It was my understanding that Harry, who was a couple of years older than myself, was not immediately placed in local authority care at birth. His father may have been a farm worker but he did not remain once he learned of our mothers pregnancy - and she would have been barely seventeen at the time she fell pregnant. Now, it is my understanding that she struggled to cope with childcare once he was born, and so Harry went to live with one of her sisters. For reasons still unbeknown to me Harry ended up in local authority care, which inevitably involved him spending time in children's homes (although neither myself or my sister come across him during our initial period in these establishments).

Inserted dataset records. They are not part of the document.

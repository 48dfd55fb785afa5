mod label;
mod loopback;
mod snapshot;

pub use label::stamp_frame_number;
pub use loopback::LoopbackSink;
pub use snapshot::SnapshotSink;

use crate::error::Result;
use image::{GrayImage, Rgb, RgbImage};
use std::fmt;

/// Views the pipeline publishes every frame
#[derive(Debug, Clone, Copy, PartialEq, Eq, Hash, clap::ValueEnum)]
pub enum Window {
    /// Captured frame
    Source,
    /// Cleaned foreground mask
    CleanedMask,
    /// Contour overlay
    Contours,
}

impl Window {
    pub const ALL: [Window; 3] = [Window::Source, Window::CleanedMask, Window::Contours];

    pub fn title(&self) -> &'static str {
        match self {
            Window::Source => "Source",
            Window::CleanedMask => "FG Mask",
            Window::Contours => "Contours",
        }
    }

    /// Filesystem friendly name
    pub fn slug(&self) -> &'static str {
        match self {
            Window::Source => "source",
            Window::CleanedMask => "mask",
            Window::Contours => "contours",
        }
    }
}

impl fmt::Display for Window {
    fn fmt(&self, f: &mut fmt::Formatter<'_>) -> fmt::Result {
        f.write_str(self.title())
    }
}

/// Trait for display destinations
pub trait DisplaySink {
    /// Present `image` in `window` for frame number `frame`
    fn show(&mut self, window: Window, frame: u64, image: &RgbImage) -> Result<()>;
}

impl<S: DisplaySink + ?Sized> DisplaySink for Box<S> {
    fn show(&mut self, window: Window, frame: u64, image: &RgbImage) -> Result<()> {
        (**self).show(window, frame, image)
    }
}

/// Discards everything
#[derive(Debug, Default, Clone, Copy)]
pub struct NullSink;

impl DisplaySink for NullSink {
    fn show(&mut self, _window: Window, _frame: u64, _image: &RgbImage) -> Result<()> {
        Ok(())
    }
}

/// Forwards every image to each contained sink in order
#[derive(Default)]
pub struct SinkSet {
    sinks: Vec<Box<dyn DisplaySink>>,
}

impl SinkSet {
    pub fn new() -> Self {
        Self::default()
    }

    pub fn push<S: DisplaySink + 'static>(&mut self, sink: S) {
        self.sinks.push(Box::new(sink));
    }

    pub fn len(&self) -> usize {
        self.sinks.len()
    }

    pub fn is_empty(&self) -> bool {
        self.sinks.is_empty()
    }
}

impl DisplaySink for SinkSet {
    fn show(&mut self, window: Window, frame: u64, image: &RgbImage) -> Result<()> {
        for sink in &mut self.sinks {
            sink.show(window, frame, image)?;
        }
        Ok(())
    }
}

/// Convert a mask to a grayscale RGB image for display
pub fn mask_to_rgb(mask: &GrayImage) -> RgbImage {
    RgbImage::from_fn(mask.width(), mask.height(), |x, y| {
        let value = mask.get_pixel(x, y)[0];
        Rgb([value, value, value])
    })
}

Contact with Harry over the prevailing years (since our initial meeting) was somewhat limited - although following my permanent return to the area (after the completion of further education) this contact increased. Time socialising and getting to know him and his family (children and then partner) increased - and perhaps this period (1996 - 1998) formed the basis of what I would consider to be a recognised siblingship. Of course much of our time would have been spent in the pubs in town and we shared a similar group of friends at that time. I can always remember him wanting to be Liam/Noel Gallagher - he and a few of his mates had formed a band and built a studio in the top room of his family home. The guy was short, looked nothing like myself or my sister and a little on the weighty side, yet he styled his hair in the same manner as his hero (one of the two Gallagher's) and strummed his guitar as he and his bandmates dreamt of playing before adoring fans (it brings a smile to my face as I describe it). One particular memory that amused me most was in his attempt to talk with a mancunian accent - 'alright our kid' - I thought he sounded more like a Welshman but I didn't want to burst his bubble! He would often talk attempt to use this accent when tallking socially - yet this accent would drop off when he forgot to put the effort in. Now at this time (or just before) Harry had regularly used Cannabis. However his misuse of drugs changed considerably with the onset of the band and the dream of stardom came the introduction of a new drug - Heroin.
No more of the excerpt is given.